§ TRY IT:
Transcribe the records word for word, beginning with the first line and ending with the line that contains "fn classify(table: Table, err: sqlx::Error)"; include nothing else.

─── RAW DATA

use async_trait::async_trait;
use serde_json::Value;
use sqlx::{
    error::ErrorKind,
    query::QueryScalar,
    sqlite::{Sqlite, SqliteArguments},
};
use tracing::debug;

use super::{ColumnKind, Direction, Filter, GatewayError, RemoteGateway, Row, Table};
use crate::db::DbPool;

type JsonQuery<'q> = QueryScalar<'q, Sqlite, String, SqliteArguments<'q>>;

/// Gateway over the SQLite schema in `migrations/`. Rows come back as
/// JSON objects built by SQLite itself (`json_object`).
#[derive(Clone)]
pub struct SqlGateway {
    pool: DbPool,
}

impl SqlGateway {
    pub fn new(pool: DbPool) -> Self {
        Self { pool }
    }
}

fn projection(table: Table) -> String {
    let fields = table
        .columns()
        .iter()
        .map(|column| match column.kind {
            ColumnKind::Bool => format!(
                "'{0}', json(CASE WHEN {0} IS NULL THEN 'null' WHEN {0} THEN 'true' ELSE 'false' END)",
                column.name
            ),
            ColumnKind::Text | ColumnKind::Integer => format!("'{0}', {0}", column.name),
        })
        .collect::<Vec<_>>()
        .join(", ");
    format!("json_object({fields})")
}

fn where_clause(filter: &Filter, binds: &mut Vec<Value>) -> String {
    if filter.is_empty() {
        return String::new();
    }
    let predicates = filter
        .conditions()
        .iter()
        .map(|(column, value)| {
            binds.push(value.clone());
            format!("{column} = ?")
        })
        .collect::<Vec<_>>()
        .join(" AND ");
    format!(" WHERE {predicates}")
}

fn bind_values(mut query: JsonQuery<'_>, values: Vec<Value>) -> JsonQuery<'_> {
    for value in values {
        query = match value {
            Value::Null => query.bind(None::<String>),
            Value::Bool(flag) => query.bind(flag),
            Value::Number(number) => match number.as_i64() {
                Some(int) => query.bind(int),
                None => query.bind(number.as_f64()),
            },
            Value::String(text) => query.bind(text),
            other => query.bind(other.to_string()),
        };
    }
    query
}

fn parse_row(raw: &str) -> Result<Row, GatewayError> {
    Ok(serde_json::from_str(raw)?)
}

fn classify(table: Table, err: sqlx::Error) -> GatewayError {
    if let sqlx::Error::Database(db) = &err {
        if matches!(
            db.kind(),
            ErrorKind::UniqueViolation
                | ErrorKind::ForeignKeyViolation
                | ErrorKind::NotNullViolation
                | ErrorKind::CheckViolation
        ) {
            return GatewayError::Constraint {
                table,
                message: db.message().to_string(),
            };
        }
    }
    GatewayError::Database(err)
}

#[async_trait]
impl RemoteGateway for SqlGateway {
    async fn select(&self, table: Table, filter: &Filter) -> Result<Vec<Row>, GatewayError> {
        filter.validate(table)?;
        let mut binds = Vec::new();
        let mut sql = format!(
            "SELECT {} FROM {table}{}",
            projection(table),
            where_clause(filter, &mut binds)
        );
        if let Some((column, direction)) = filter.order() {
            let direction = match direction {
                Direction::Ascending => "ASC",
                Direction::Descending => "DESC",
            };
            sql.push_str(&format!(" ORDER BY {column} {direction}"));
        }
        let raw = bind_values(sqlx::query_scalar(&sql), binds)
            .fetch_all(&self.pool)
            .await
            .map_err(|err| classify(table, err))?;
        raw.iter().map(|json| parse_row(json)).collect()
    }

    async fn insert(&self, table: Table, rows: Vec<Row>) -> Result<Vec<Row>, GatewayError> {
        let mut tx = self.pool.begin().await?;
        let mut inserted = Vec::with_capacity(rows.len());
        for row in rows {
            let row = table.prepare_insert(row)?;
            let columns: Vec<&str> = row.keys().map(String::as_str).collect();
            let placeholders = vec!["?"; columns.len()].join(", ");
            let sql = format!(
                "INSERT INTO {table} ({}) VALUES ({placeholders}) RETURNING {}",
                columns.join(", "),
                projection(table)
            );
            let values = row.values().cloned().collect();
            let raw = bind_values(sqlx::query_scalar(&sql), values)
                .fetch_one(&mut *tx)
                .await
                .map_err(|err| classify(table, err))?;
            inserted.push(parse_row(&raw)?);
        }
        tx.commit().await?;
        debug!(%table, inserted = inserted.len(), "sql insert");
        Ok(inserted)
    }

    async fn update(&self, table: Table, patch: Row, filter: &Filter) -> Result<Row, GatewayError> {
        filter.validate(table)?;
        table.check_patch(&patch)?;
        if patch.is_empty() {
            return self
                .select(table, filter)
                .await?
                .into_iter()
                .next()
                .ok_or(GatewayError::NotFound { table });
        }
        let assignments = patch
            .keys()
            .map(|column| format!("{column} = ?"))
            .collect::<Vec<_>>()
            .join(", ");
        let mut binds: Vec<Value> = patch.into_iter().map(|(_, value)| value).collect();
        let sql = format!(
            "UPDATE {table} SET {assignments}{} RETURNING {}",
            where_clause(filter, &mut binds),
            projection(table)
        );
        let raw = bind_values(sqlx::query_scalar(&sql), binds)
            .fetch_all(&self.pool)
            .await
            .map_err(|err| classify(table, err))?;
        match raw.first() {
            Some(json) => parse_row(json),
            None => Err(GatewayError::NotFound { table }),
        }
    }

    async fn delete(&self, table: Table, filter: &Filter) -> Result<(), GatewayError> {
        filter.validate(table)?;
        let mut binds = Vec::new();
        let sql = format!(
            "DELETE FROM {table}{} RETURNING {}",
            where_clause(filter, &mut binds),
            projection(table)
        );
        let removed = bind_values(sqlx::query_scalar(&sql), binds)
            .fetch_all(&self.pool)
            .await
            .map_err(|err| classify(table, err))?;
        debug!(%table, deleted = removed.len(), "sql delete");
        Ok(())
    }
}

#[cfg(test)]
mod tests {
    use serde_json::json;
    use sqlx::sqlite::SqlitePoolOptions;

    use super::*;

    fn row(value: Value) -> Row {
        match value {
            Value::Object(map) => map,
            _ => unreachable!(),
        }
    }

    async fn gateway() -> SqlGateway {
        let pool = SqlitePoolOptions::new()
            .max_connections(1)
            .connect("sqlite::memory:")
            .await
            .expect("in-memory sqlite");
        sqlx::migrate!("./migrations")
            .run(&pool)
            .await
            .expect("migrations");
        SqlGateway::new(pool)
    }

    #[tokio::test]
    async fn insert_returns_generated_columns() {
        let gateway = gateway().await;
        let rows = gateway
            .insert(
                Table::Participant,
                vec![row(json!({ "nome": "Ana", "email": "ana@example.com" }))],
            )
            .await
            .expect("insert");
        assert_eq!(rows.len(), 1);
        assert!(rows[0]["id"].is_string());
        assert_eq!(rows[0]["pago"], Value::Bool(false));
    }

    #[tokio::test]
    async fn duplicate_join_rows_violate_the_key() {
        let gateway = gateway().await;
        let city = gateway
            .insert(Table::City, vec![row(json!({ "nome": "Olinda", "estado": "PE" }))])
            .await
            .expect("city")
            .remove(0);
        let trip = gateway
            .insert(
                Table::Trip,
                vec![row(json!({ "data_inicio": "2024-01-15", "data_fim": "2024-01-22" }))],
            )
            .await
            .expect("trip")
            .remove(0);
        let link = row(json!({ "viagem_id": trip["id"], "cidade_id": city["id"] }));

        gateway
            .insert(Table::TripCity, vec![link.clone()])
            .await
            .expect("first link");
        let duplicate = gateway.insert(Table::TripCity, vec![link]).await;

        assert!(matches!(duplicate, Err(GatewayError::Constraint { .. })));
    }

    #[tokio::test]
    async fn update_and_delete_follow_the_filter() {
        let gateway = gateway().await;
        let city = gateway
            .insert(Table::City, vec![row(json!({ "nome": "Paraty", "estado": "RJ" }))])
            .await
            .expect("city")
            .remove(0);
        let by_id = Filter::new().eq("id", city["id"].clone());

        let updated = gateway
            .update(Table::City, row(json!({ "nome": "Parati" })), &by_id)
            .await
            .expect("update");
        assert_eq!(updated["nome"], json!("Parati"));
        assert_eq!(updated["estado"], json!("RJ"));

        gateway.delete(Table::City, &by_id).await.expect("delete");
        gateway
            .delete(Table::City, &by_id)
            .await
            .expect("second delete is a no-op");
        assert!(gateway.select(Table::City, &by_id).await.expect("select").is_empty());
    }
}
pub mod attraction;
pub mod city;
pub mod guide;
pub mod participant;
pub mod relation;
pub mod trip;
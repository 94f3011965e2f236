pub mod catalog;
pub mod editor;
pub mod gateway;
pub mod itinerary;
pub mod relations;
pub mod storage;
pub mod trips;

──────

§ ANSWER AREA:
use async_trait::async_trait;
use serde_json::Value;
use sqlx::{
    error::ErrorKind,
    query::QueryScalar,
    sqlite::{Sqlite, SqliteArguments},
};
use tracing::debug;

use super::{ColumnKind, Direction, Filter, GatewayError, RemoteGateway, Row, Table};
use crate::db::DbPool;

type JsonQuery<'q> = QueryScalar<'q, Sqlite, String, SqliteArguments<'q>>;

/// Gateway over the SQLite schema in `migrations/`. Rows come back as
/// JSON objects built by SQLite itself (`json_object`).
#[derive(Clone)]
pub struct SqlGateway {
    pool: DbPool,
}

impl SqlGateway {
    pub fn new(pool: DbPool) -> Self {
        Self { pool }
    }
}

fn projection(table: Table) -> String {
    let fields = table
        .columns()
        .iter()
        .map(|column| match column.kind {
            ColumnKind::Bool => format!(
                "'{0}', json(CASE WHEN {0} IS NULL THEN 'null' WHEN {0} THEN 'true' ELSE 'false' END)",
                column.name
            ),
            ColumnKind::Text | ColumnKind::Integer => format!("'{0}', {0}", column.name),
        })
        .collect::<Vec<_>>()
        .join(", ");
    format!("json_object({fields})")
}

fn where_clause(filter: &Filter, binds: &mut Vec<Value>) -> String {
    if filter.is_empty() {
        return String::new();
    }
    let predicates = filter
        .conditions()
        .iter()
        .map(|(column, value)| {
            binds.push(value.clone());
            format!("{column} = ?")
        })
        .collect::<Vec<_>>()
        .join(" AND ");
    format!(" WHERE {predicates}")
}

fn bind_values(mut query: JsonQuery<'_>, values: Vec<Value>) -> JsonQuery<'_> {
    for value in values {
        query = match value {
            Value::Null => query.bind(None::<String>),
            Value::Bool(flag) => query.bind(flag),
            Value::Number(number) => match number.as_i64() {
                Some(int) => query.bind(int),
                None => query.bind(number.as_f64()),
            },
            Value::String(text) => query.bind(text),
            other => query.bind(other.to_string()),
        };
    }
    query
}

fn parse_row(raw: &str) -> Result<Row, GatewayError> {
    Ok(serde_json::from_str(raw)?)
}

fn classify(table: Table, err: sqlx::Error) -> GatewayError {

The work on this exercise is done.